How Much Better is Imagen to DALL-E 2?
The text-to-image A.I. arms race is getting wet, heated and unreal.
Hey Guys,
DeepMind is showing it’s superiority here.
Google’s Imagen application would allow you to type in the phrase like, say, “a blue jay standing on a large basket of rainbow macarons” (a real example they use) and get back a photorealistic depiction of your sentence.
https://arxiv.org/abs/2205.11487
Check out the video for quick tl;dr.
AI can unlock joint human/computer creativity!
Imagen is one direction we are pursuing:
https://gweb-research-imagen.appspot.com
On May 23rd, 2022 Google announced its own take on the genre, Imagen, and it just unseated DALL-E in the quality of its output.
To assess text-to-image models in greater depth, we introduce DrawBench, a comprehensive and challenging benchmark for text-to-image models. With DrawBench, we compare Imagen with recent methods including VQ-GAN+CLIP, Latent Diffusion Models, and DALL-E 2, and find that human raters prefer Imagen over other models in side-by-side comparisons.
There you have it Imagen > DALL-E 2.
Any Dangers?
Google Imagen is so controversial it doesn’t even have a demo and the code wasn’t released publically.
Limitations and Societal Impact
There are several ethical challenges facing text-to-image research broadly.
First, downstream applications of text-to-image models are varied and may impact society in complex ways.
The potential risks of misuse raise concerns regarding responsible open-sourcing of code and demos.

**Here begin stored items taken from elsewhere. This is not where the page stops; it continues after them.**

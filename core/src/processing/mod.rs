pub mod window;

pub use window::{extract_window, extract_window_from, sample_index, WindowPlan, POWER_SIGNAL};
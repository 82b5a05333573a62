use crate::config::RendererConfig;
use crate::layout::ChartLayout;
use plotly::common::{Mode, Title};
use plotly::layout::{Axis, Layout};
use plotly::{Plot, Scatter};

/// Builds the browser view of a chart layout.
pub fn build_plot(layout: &ChartLayout<'_>, config: &RendererConfig, title: &str) -> Plot {
    let mut plot = Plot::new();

    for (index, values) in layout.series.iter().enumerate() {
        let trace = Scatter::new(layout.time_axis.clone(), values.to_vec()).mode(Mode::Lines);
        let trace = match layout.labels.get(index).copied().flatten() {
            Some(label) => trace.name(label),
            None => trace.name(&format!("series {}", index + 1)).show_legend(false),
        };
        plot.add_trace(trace);
    }

    if !layout.markers.is_empty() {
        let offsets: Vec<f64> = layout.markers.iter().map(|m| m.offset).collect();
        let tops = vec![layout.y_max; offsets.len()];
        let legends: Vec<String> = layout.markers.iter().map(|m| m.legend.clone()).collect();
        let trace = Scatter::new(offsets, tops)
            .mode(Mode::MarkersText)
            .text_array(legends)
            .name("markers");
        plot.add_trace(trace);
    }

    let plot_layout = Layout::new()
        .title(Title::new(title))
        .x_axis(
            Axis::new()
                .title(Title::new(&layout.x_description()))
                .range(vec![0.0, layout.x_max]),
        )
        .y_axis(
            Axis::new()
                .title(Title::new(&layout.y_description(&config.y_label)))
                .range(vec![0.0, layout.y_max]),
        )
        .height(config.height as usize)
        .width(config.width as usize);
    plot.set_layout(plot_layout);
    plot
}

/// Opens the chart in the default browser.
pub fn show(layout: &ChartLayout<'_>, config: &RendererConfig, title: &str) {
    build_plot(layout, config, title).show();
}
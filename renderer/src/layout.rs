use crate::timeaxis::{linspace, TimeUnit};
use crate::{PlotSpec, RenderError, RenderResult, RenderSummary};
use powerwin::math::StatsHelper;
use std::path::PathBuf;

/// Text marker placed on the secondary axis.
#[derive(Debug, Clone, PartialEq)]
pub struct MarkerTick {
    pub glyph: String,
    /// Offset from the window start, in display units.
    pub offset: f64,
    pub legend: String,
}

/// Display-ready geometry of a chart. Series are truncated to a common
/// length and every time value is in `unit`.
#[derive(Debug, Clone)]
pub struct ChartLayout<'a> {
    pub unit: TimeUnit,
    pub x_max: f64,
    pub y_max: f64,
    pub time_axis: Vec<f64>,
    pub series: Vec<&'a [f32]>,
    pub labels: Vec<Option<&'a str>>,
    pub markers: Vec<MarkerTick>,
    pub y_units: &'a str,
}

/// `①`..`⑳`, then `(21)` onwards.
pub fn marker_glyph(position: usize) -> String {
    match position {
        1..=20 => char::from_u32(0x2460 + position as u32 - 1)
            .map(String::from)
            .unwrap_or_else(|| format!("({})", position)),
        _ => format!("({})", position),
    }
}

impl<'a> ChartLayout<'a> {
    pub fn build(spec: &'a PlotSpec) -> RenderResult<Self> {
        let common = spec
            .series
            .iter()
            .map(|series| series.len())
            .min()
            .ok_or_else(|| RenderError::EmptySeries("no series supplied".into()))?;
        if common == 0 {
            return Err(RenderError::EmptySeries(format!(
                "{} series without buckets",
                spec.series.iter().filter(|s| s.is_empty()).count()
            )));
        }
        let longest = spec.series.iter().map(|s| s.len()).max().unwrap_or(common);
        if longest != common {
            log::warn!(
                "series lengths differ ({}..{}), truncating all to {}",
                common,
                longest,
                common
            );
        }

        let span_us = spec.window.span_us();
        let unit = TimeUnit::for_span(span_us);
        let x_max = unit.scale(span_us);

        let series: Vec<&[f32]> = spec
            .series
            .iter()
            .map(|s| &s.values[..common])
            .collect();
        let y_max = StatsHelper::finite_max(series.iter().flat_map(|values| values.iter()))
            .filter(|max| *max > 0.0)
            .map(f64::from)
            .unwrap_or(1.0);

        let labels = (0..series.len())
            .map(|index| spec.labels.get(index).and_then(|label| label.as_deref()))
            .collect();

        let markers = spec
            .markers
            .iter()
            .enumerate()
            .map(|(index, marker)| {
                let glyph = marker_glyph(index + 1);
                let offset = unit.scale(marker.timestamp - spec.window.start);
                let legend = format!(
                    "{} ({}, {:.2} {})",
                    glyph,
                    marker.label,
                    offset,
                    unit.symbol()
                );
                MarkerTick {
                    glyph,
                    offset,
                    legend,
                }
            })
            .collect();

        Ok(Self {
            unit,
            x_max,
            y_max,
            time_axis: linspace(x_max, common),
            series,
            labels,
            markers,
            y_units: spec.series[0].units.as_str(),
        })
    }

    pub fn point_count(&self) -> usize {
        self.time_axis.len()
    }

    /// Series legend is drawn only when at least one label was given.
    pub fn has_series_legend(&self) -> bool {
        self.labels.iter().any(Option::is_some)
    }

    pub fn has_legend(&self) -> bool {
        self.has_series_legend() || !self.markers.is_empty()
    }

    pub fn x_description(&self) -> String {
        format!("t / {}", self.unit.symbol())
    }

    pub fn y_description(&self, quantity: &str) -> String {
        if self.y_units.is_empty() {
            quantity.to_string()
        } else {
            format!("{} / {}", quantity, self.y_units)
        }
    }

    /// Glyph of the marker closest to `offset`.
    pub fn glyph_at(&self, offset: f64) -> String {
        self.markers
            .iter()
            .min_by(|a, b| {
                (a.offset - offset)
                    .abs()
                    .total_cmp(&(b.offset - offset).abs())
            })
            .map(|marker| marker.glyph.clone())
            .unwrap_or_default()
    }

    pub fn summary(&self, path: PathBuf) -> RenderSummary {
        RenderSummary {
            path,
            unit: self.unit,
            x_max: self.x_max,
            y_max: self.y_max,
            point_count: self.point_count(),
            series_count: self.series.len(),
            marker_count: self.markers.len(),
        }
    }
}
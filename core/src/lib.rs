//! Core of the power-window pipeline.
//!
//! Recordings are reached through the [`recording::Recording`] trait. The
//! modules locate the two boundary markers of a recording, turn them into a
//! sample window and downsample that window into per-bucket mean power.

pub mod annotation;
pub mod math;
pub mod prelude;
pub mod processing;
pub mod recording;
pub mod telemetry;

use serde::{Deserialize, Serialize};
use std::path::PathBuf;

pub use recording::{Recording, SignalInfo, SummaryField};

/// Start and end timestamps (µs) of the region of interest.
#[derive(Debug, Clone, Copy, PartialEq, Eq, Serialize, Deserialize)]
pub struct BoundaryPair {
    pub start: i64,
    pub end: i64,
}

impl BoundaryPair {
    /// Builds a pair from two marker timestamps in either order.
    pub fn from_unordered(a: i64, b: i64) -> Self {
        Self {
            start: a.min(b),
            end: a.max(b),
        }
    }

    /// Window span in microseconds.
    pub fn span_us(&self) -> i64 {
        self.end - self.start
    }
}

/// Labelled point annotation inside a recording.
#[derive(Debug, Clone, PartialEq, Serialize, Deserialize)]
pub struct TextMarker {
    pub timestamp: i64,
    pub label: String,
}

/// Mean power per bucket over one recording's window.
#[derive(Debug, Clone, Default)]
pub struct PowerSeries {
    pub source: PathBuf,
    pub units: String,
    pub values: Vec<f32>,
}

impl PowerSeries {
    pub fn len(&self) -> usize {
        self.values.len()
    }

    pub fn is_empty(&self) -> bool {
        self.values.is_empty()
    }
}

/// Common error type for locating and extracting windows.
#[derive(thiserror::Error, Debug)]
pub enum WindowError {
    #[error("missing file: {0}")]
    MissingFile(PathBuf),
    #[error("expected exactly 2 boundary markers in {path}, found {found}")]
    BoundaryCount { path: PathBuf, found: usize },
    #[error("degenerate window: {0}")]
    DivideByZero(String),
    #[error("signal not found: {0}")]
    SignalNotFound(String),
    #[error("sample range out of bounds: {0}")]
    OutOfRange(String),
    #[error("invalid container {path}: {reason}")]
    InvalidContainer { path: PathBuf, reason: String },
    #[error(transparent)]
    Io(#[from] std::io::Error),
    #[error("decode failure: {0}")]
    Decode(#[from] bincode::Error),
}

pub type WindowResult<T> = Result<T, WindowError>;
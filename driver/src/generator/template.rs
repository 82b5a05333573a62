use std::f32::consts::PI;

/// 0 outside `[start, end]`, 1 inside, with linear edges `ramp` seconds wide.
pub fn burst_envelope(t: f64, start: f64, end: f64, ramp: f64) -> f32 {
    if t < start || t > end {
        return 0.0;
    }
    let edge = (t - start).min(end - t);
    if ramp <= 0.0 || edge >= ramp {
        1.0
    } else {
        (edge / ramp) as f32
    }
}

/// Periodic ripple in `[-1, 1]` at `frequency` Hz.
pub fn ripple(t: f64, frequency: f32) -> f32 {
    (2.0 * PI * frequency * t as f32).sin()
}

#[cfg(test)]
mod tests {
    use super::*;

    #[test]
    fn envelope_is_flat_inside_and_zero_outside() {
        assert_eq!(burst_envelope(0.1, 0.5, 2.5, 0.1), 0.0);
        assert_eq!(burst_envelope(1.5, 0.5, 2.5, 0.1), 1.0);
        assert_eq!(burst_envelope(2.6, 0.5, 2.5, 0.1), 0.0);
        let edge = burst_envelope(0.55, 0.5, 2.5, 0.1);
        assert!(edge > 0.4 && edge < 0.6);
    }
}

Second, the data requirements of text-to-image models have led researchers to rely heavily on large, mostly uncurated, web-scraped datasets. While this approach has enabled rapid algorithmic advances in recent years, datasets of this nature often reflect social stereotypes, oppressive viewpoints, and derogatory, or otherwise harmful, associations to marginalized identity groups.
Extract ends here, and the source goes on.